Your answer should consist of the lines in the data below that contain "HashMap".

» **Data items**
++++++++++++++++++++
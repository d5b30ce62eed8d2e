//! User identity and authentication endpoint handlers.

use axum::extract::{Path, State};
use axum::response::IntoResponse;
use axum::routing::{get, post};
use axum::{Json, Router};

use crate::api::dto::{UserDto, UserResponse, WalletLoginResponse, WalletRequest};
use crate::app_state::AppState;
use crate::error::{ErrorResponse, QuestError};

/// `POST /auth/wallet-login` — Resolve a wallet and issue a session token.
///
/// # Errors
///
/// Returns [`QuestError`] on an empty wallet address or store failure.
#[utoipa::path(
    post,
    path = "/api/auth/wallet-login",
    tag = "Users",
    summary = "Wallet login",
    description = "Resolves the wallet to a user (creating one on first sight) and issues a bearer session token.",
    request_body = WalletRequest,
    responses(
        (status = 200, description = "Login succeeded", body = WalletLoginResponse),
        (status = 400, description = "Missing wallet address", body = ErrorResponse),
    )
)]
pub async fn wallet_login(
    State(state): State<AppState>,
    Json(req): Json<WalletRequest>,
) -> Result<impl IntoResponse, QuestError> {
    let (user, token) = state.identity.login(&req.wallet_address).await?;
    Ok(Json(WalletLoginResponse {
        token,
        user: UserDto::from(user),
    }))
}

/// `POST /users/upsert` — Resolve a wallet to a user, creating one on
/// first sight.
///
/// # Errors
///
/// Returns [`QuestError`] on an empty wallet address or store failure.
#[utoipa::path(
    post,
    path = "/api/users/upsert",
    tag = "Users",
    summary = "Upsert user by wallet",
    description = "Returns the user for the wallet, creating a profile with XP 0 and level 1 if none exists. Case variants of the same address resolve to the same user.",
    request_body = WalletRequest,
    responses(
        (status = 200, description = "User resolved", body = UserResponse),
        (status = 400, description = "Missing wallet address", body = ErrorResponse),
    )
)]
pub async fn upsert_user(
    State(state): State<AppState>,
    Json(req): Json<WalletRequest>,
) -> Result<impl IntoResponse, QuestError> {
    let user = state.identity.resolve_wallet(&req.wallet_address).await?;
    Ok(Json(UserResponse {
        user: UserDto::from(user),
    }))
}

/// `GET /users/:wallet` — Look up a user by wallet address.
///
/// # Errors
///
/// Returns [`QuestError::UserNotFound`] when no user has this wallet.
#[utoipa::path(
    get,
    path = "/api/users/{wallet}",
    tag = "Users",
    summary = "Get user by wallet",
    description = "Looks up the user profile for a wallet address without creating one.",
    params(
        ("wallet" = String, Path, description = "Wallet address (any case variant)"),
    ),
    responses(
        (status = 200, description = "User found", body = UserResponse),
        (status = 404, description = "No user with this wallet", body = ErrorResponse),
    )
)]
pub async fn get_user(
    State(state): State<AppState>,
    Path(wallet): Path<String>,
) -> Result<impl IntoResponse, QuestError> {
    let user = state.identity.find_wallet_user(&wallet).await?;
    Ok(Json(UserResponse {
        user: UserDto::from(user),
    }))
}

/// User routes.
pub fn routes() -> Router<AppState> {
    Router::new()
        .route("/auth/wallet-login", post(wallet_login))
        .route("/users/upsert", post(upsert_user))
        .route("/users/{wallet}", get(get_user))
}
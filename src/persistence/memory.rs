//! In-memory [`QuestStore`] used by service tests.
//!
//! Mirrors the PostgreSQL store's settlement semantics (one submission
//! row per (user, task), XP credited only on the first transition into
//! `verified`) without needing a database.

use std::collections::HashMap;

use async_trait::async_trait;
use chrono::{DateTime, Utc};
use tokio::sync::Mutex;
use uuid::Uuid;

use super::QuestStore;
use crate::domain::{
    CacheEntry, CacheKey, LevelPolicy, Quest, QuestId, QuestStatus, Settlement, SocialAction,
    SocialPlatform, Submission, SubmissionDraft, SubmissionStatus, Task, TaskId, User, UserId,
    WalletAddress,
};
use crate::error::QuestError;

type CacheMapKey = (UserId, SocialPlatform, SocialAction, String);

#[derive(Debug, Default)]
struct Inner {
    users: HashMap<UserId, User>,
    wallets: HashMap<String, UserId>,
    quests: HashMap<QuestId, Quest>,
    tasks: HashMap<TaskId, Task>,
    submissions: HashMap<(UserId, TaskId), Submission>,
    cache: HashMap<CacheMapKey, CacheEntry>,
}

/// Test double for [`QuestStore`] backed by hash maps.
#[derive(Debug, Default)]
pub struct MemoryStore {
    inner: Mutex<Inner>,
    level_policy: LevelPolicy,
}

impl MemoryStore {
    /// Creates an empty store with the default level policy.
    #[must_use]
    pub fn new() -> Self {
        Self::default()
    }

    /// Seeds a quest.
    pub async fn add_quest(&self, quest: Quest) {
        self.inner.lock().await.quests.insert(quest.id, quest);
    }

    /// Seeds a task. The parent quest does not have to exist.
    pub async fn add_task(&self, task: Task) {
        self.inner.lock().await.tasks.insert(task.id, task);
    }

    /// Seeds a user, indexing its wallet when present.
    pub async fn add_user(&self, user: User) {
        let mut inner = self.inner.lock().await;
        if let Some(wallet) = &user.wallet_address {
            inner.wallets.insert(wallet.as_str().to_string(), user.id);
        }
        inner.users.insert(user.id, user);
    }

    /// Convenience: seeds an `active` quest with one task and a wallet
    /// user, returning them for use in assertions.
    pub async fn seed_quest_with_task(&self, task: Task, wallet: &str) -> (Quest, User) {
        let now = Utc::now();
        let quest = Quest {
            id: task.quest_id,
            project: "questhub".to_string(),
            title: "Onboarding".to_string(),
            description: "Getting started".to_string(),
            total_xp: u64::from(task.xp_reward),
            status: QuestStatus::Active,
            image_url: None,
            created_at: now,
            updated_at: now,
        };
        let user = User::new_for_wallet(WalletAddress::new(wallet), now);
        self.add_quest(quest.clone()).await;
        self.add_task(task).await;
        self.add_user(user.clone()).await;
        (quest, user)
    }
}

#[async_trait]
impl QuestStore for MemoryStore {
    async fn find_user_by_wallet(
        &self,
        wallet: &WalletAddress,
    ) -> Result<Option<User>, QuestError> {
        let inner = self.inner.lock().await;
        let id = inner.wallets.get(wallet.as_str());
        Ok(id.and_then(|id| inner.users.get(id)).cloned())
    }

    async fn upsert_user_by_wallet(&self, wallet: &WalletAddress) -> Result<User, QuestError> {
        let mut inner = self.inner.lock().await;
        if let Some(id) = inner.wallets.get(wallet.as_str()).copied() {
            if let Some(user) = inner.users.get(&id) {
                return Ok(user.clone());
            }
        }
        let user = User::new_for_wallet(wallet.clone(), Utc::now());
        inner.wallets.insert(wallet.as_str().to_string(), user.id);
        inner.users.insert(user.id, user.clone());
        Ok(user)
    }

    async fn get_user(&self, id: UserId) -> Result<Option<User>, QuestError> {
        Ok(self.inner.lock().await.users.get(&id).cloned())
    }

    async fn list_active_quests(&self) -> Result<Vec<Quest>, QuestError> {
        let inner = self.inner.lock().await;
        let mut quests: Vec<Quest> = inner
            .quests
            .values()
            .filter(|q| q.status == QuestStatus::Active)
            .cloned()
            .collect();
        quests.sort_by(|a, b| b.created_at.cmp(&a.created_at));
        Ok(quests)
    }

    async fn get_quest(&self, id: QuestId) -> Result<Option<Quest>, QuestError> {
        Ok(self.inner.lock().await.quests.get(&id).cloned())
    }

    async fn list_quest_tasks(&self, quest_id: QuestId) -> Result<Vec<Task>, QuestError> {
        let inner = self.inner.lock().await;
        let mut tasks: Vec<Task> = inner
            .tasks
            .values()
            .filter(|t| t.quest_id == quest_id)
            .cloned()
            .collect();
        tasks.sort_by_key(|t| t.order_index);
        Ok(tasks)
    }

    async fn get_task(&self, id: TaskId) -> Result<Option<Task>, QuestError> {
        Ok(self.inner.lock().await.tasks.get(&id).cloned())
    }

    async fn get_submission(
        &self,
        user_id: UserId,
        task_id: TaskId,
    ) -> Result<Option<Submission>, QuestError> {
        Ok(self
            .inner
            .lock()
            .await
            .submissions
            .get(&(user_id, task_id))
            .cloned())
    }

    async fn settle_verification(
        &self,
        user: &User,
        task: &Task,
        draft: SubmissionDraft,
    ) -> Result<Settlement, QuestError> {
        let mut inner = self.inner.lock().await;
        let key = (user.id, task.id);

        let prior_status = inner.submissions.get(&key).map(|s| s.status);
        let first_transition = draft.status == SubmissionStatus::Verified
            && prior_status != Some(SubmissionStatus::Verified);

        let now = Utc::now();
        let id = inner.submissions.get(&key).map_or_else(Uuid::new_v4, |s| s.id);
        let submission = Submission {
            id,
            user_id: user.id,
            task_id: task.id,
            quest_id: task.quest_id,
            status: draft.status,
            submission_data: draft.submission_data,
            verification_data: draft.verification_data,
            xp_earned: draft.xp_earned,
            submitted_at: now,
            verified_at: draft.verified_at,
        };
        inner.submissions.insert(key, submission.clone());

        let mut xp_credited = 0;
        {
            let stored = inner
                .users
                .get_mut(&user.id)
                .ok_or_else(|| QuestError::Persistence("user not seeded".to_string()))?;
            if first_transition && draft.xp_earned > 0 && stored.wallet_address.is_some() {
                stored.total_xp += u64::from(draft.xp_earned);
                stored.level = self.level_policy.level_for(stored.total_xp);
                stored.updated_at = now;
                xp_credited = draft.xp_earned;
            }
        }

        let mut quest_completed = false;
        if first_transition {
            let task_count = inner
                .tasks
                .values()
                .filter(|t| t.quest_id == task.quest_id)
                .count();
            let verified_count = inner
                .submissions
                .values()
                .filter(|s| {
                    s.user_id == user.id
                        && s.quest_id == task.quest_id
                        && s.status == SubmissionStatus::Verified
                })
                .count();
            if task_count > 0 && verified_count == task_count {
                let stored = inner
                    .users
                    .get_mut(&user.id)
                    .ok_or_else(|| QuestError::Persistence("user not seeded".to_string()))?;
                stored.completed_quests += 1;
                stored.updated_at = now;
                quest_completed = true;
            }
        }

        let stored = inner
            .users
            .get(&user.id)
            .ok_or_else(|| QuestError::Persistence("user not seeded".to_string()))?;

        Ok(Settlement {
            submission,
            xp_credited,
            total_xp: stored.total_xp,
            level: stored.level,
            quest_completed,
        })
    }

    async fn cache_lookup(
        &self,
        user_id: UserId,
        key: &CacheKey,
        now: DateTime<Utc>,
    ) -> Result<Option<CacheEntry>, QuestError> {
        let inner = self.inner.lock().await;
        let entry = inner
            .cache
            .get(&(user_id, key.platform, key.action, key.target_id.clone()));
        Ok(entry.filter(|e| e.is_fresh(now)).cloned())
    }

    async fn cache_store(
        &self,
        user_id: UserId,
        key: &CacheKey,
        entry: &CacheEntry,
    ) -> Result<(), QuestError> {
        self.inner.lock().await.cache.insert(
            (user_id, key.platform, key.action, key.target_id.clone()),
            entry.clone(),
        );
        Ok(())
    }
}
++++++++++++++++++++
» **EXPECTED ANSWER**
use std::collections::HashMap;
    users: HashMap<UserId, User>,
    wallets: HashMap<String, UserId>,
    quests: HashMap<QuestId, Quest>,
    tasks: HashMap<TaskId, Task>,
    submissions: HashMap<(UserId, TaskId), Submission>,
    cache: HashMap<CacheMapKey, CacheEntry>,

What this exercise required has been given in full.